On December 1, the United Nations (UN) celebrates World AIDS Day, highlighting the need to end the AIDS pandemic and to alleviate the suffering of those living with HIV and AIDS.

 

On this World AIDS Day, we recognize the many orphans who no longer have a family due to HIV/AIDS. We also commemorate those families who have adopted orphans and provided a safe and loving home. We implore you to watch this moving video and share it to remind us of the true inequality of AIDS for orphans, like Luis, Amelia and Afonso, who watched their father, mother and older brother die from this deadly disease.

 

For decades the HIV/AIDS pandemic has been exploited by sexual rights activists within UN agencies and by a number of Western countries and well-funded NGOs to advance a radical sexual rights agenda.

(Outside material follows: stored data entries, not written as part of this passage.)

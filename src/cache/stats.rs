//! Store Statistics
//!
//! Lookup outcomes, removals by cause, and current occupancy of a store.

use serde::Serialize;

// == Cache Stats ==
/// Counters kept by a [`CacheStore`](crate::cache::CacheStore).
///
/// Counters only grow; `total_entries` and `total_cost` mirror the store's
/// occupancy after each mutation.
#[derive(Debug, Clone, Default, PartialEq, Serialize)]
pub struct CacheStats {
    /// Lookups answered from the store
    pub hits: u64,
    /// Lookups that found nothing live
    pub misses: u64,
    /// Live entries pushed out to make room
    pub evictions: u64,
    /// Entries dropped after their TTL ran out
    pub expirations: u64,
    /// Entries held, expired or not
    pub total_entries: usize,
    /// Summed weight of held entries
    pub total_cost: u64,
}

impl CacheStats {
    pub fn new() -> Self {
        Self::default()
    }

    /// Total lookups recorded.
    pub fn lookups(&self) -> u64 {
        self.hits + self.misses
    }

    // == Hit Rate ==
    /// Fraction of lookups that hit, 0.0 before the first lookup.
    pub fn hit_rate(&self) -> f64 {
        match self.lookups() {
            0 => 0.0,
            lookups => self.hits as f64 / lookups as f64,
        }
    }

    pub fn record_hit(&mut self) {
        self.hits += 1;
    }

    pub fn record_miss(&mut self) {
        self.misses += 1;
    }

    pub fn record_eviction(&mut self) {
        self.evictions += 1;
    }

    pub fn record_expirations(&mut self, count: usize) {
        self.expirations += count as u64;
    }

    pub fn set_occupancy(&mut self, entries: usize, cost: u64) {
        self.total_entries = entries;
        self.total_cost = cost;
    }
}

Sadly, this is often done at the expense of enacting proven, effective, commonsense HIV prevention policies.

 

Despite a significant reduction in new infections among homosexual men in Western countries since 1996, according to statistics released in 2018 by UNAIDS, the risk of HIV acquisition among men who have sex with men was 28 times higher than it was among heterosexual men. The risk of acquiring HIV for people who inject drugs was 22 times higher than for people who do not inject drugs, 13 times higher for female sex workers than adult women aged 15-49, and 13 times higher for transgender women than adults aged 15-49 years.

 

We should approach individuals living with HIV/AIDS with compassion and truth. While no one should be stigmatized based on their HIV status, the truth is that certain behaviors put people at the highest risk for contracting the deadly HIV virus, and those behaviors should be stigmatized. Yet HIV/AIDS policies promoted by UN agencies increasingly are calling for the destigmatization of the very same behaviors that research shows are driving the AIDS pandemic.

 

Sexual rights activists use deceptive strategies to hijack billions of dollars of aid money allocated globally for HIV prevention, treatment, and care to advance controversial sexual rights. They do this at the expense of promoting the truly lifesaving prevention policies that could and should discourage the highest risk sexual behaviors for contracting HIV.

 

Instead of destigmatizing and celebrating dangerous behaviors, Family Watch International calls on governments to conduct public safety campaigns that identify specific behaviors that carry high risks for acquiring HIV infection and discourage them.

 

Let’s also, as a world community, rally around the many orphans who have lost their parents to AIDS and who need a loving family.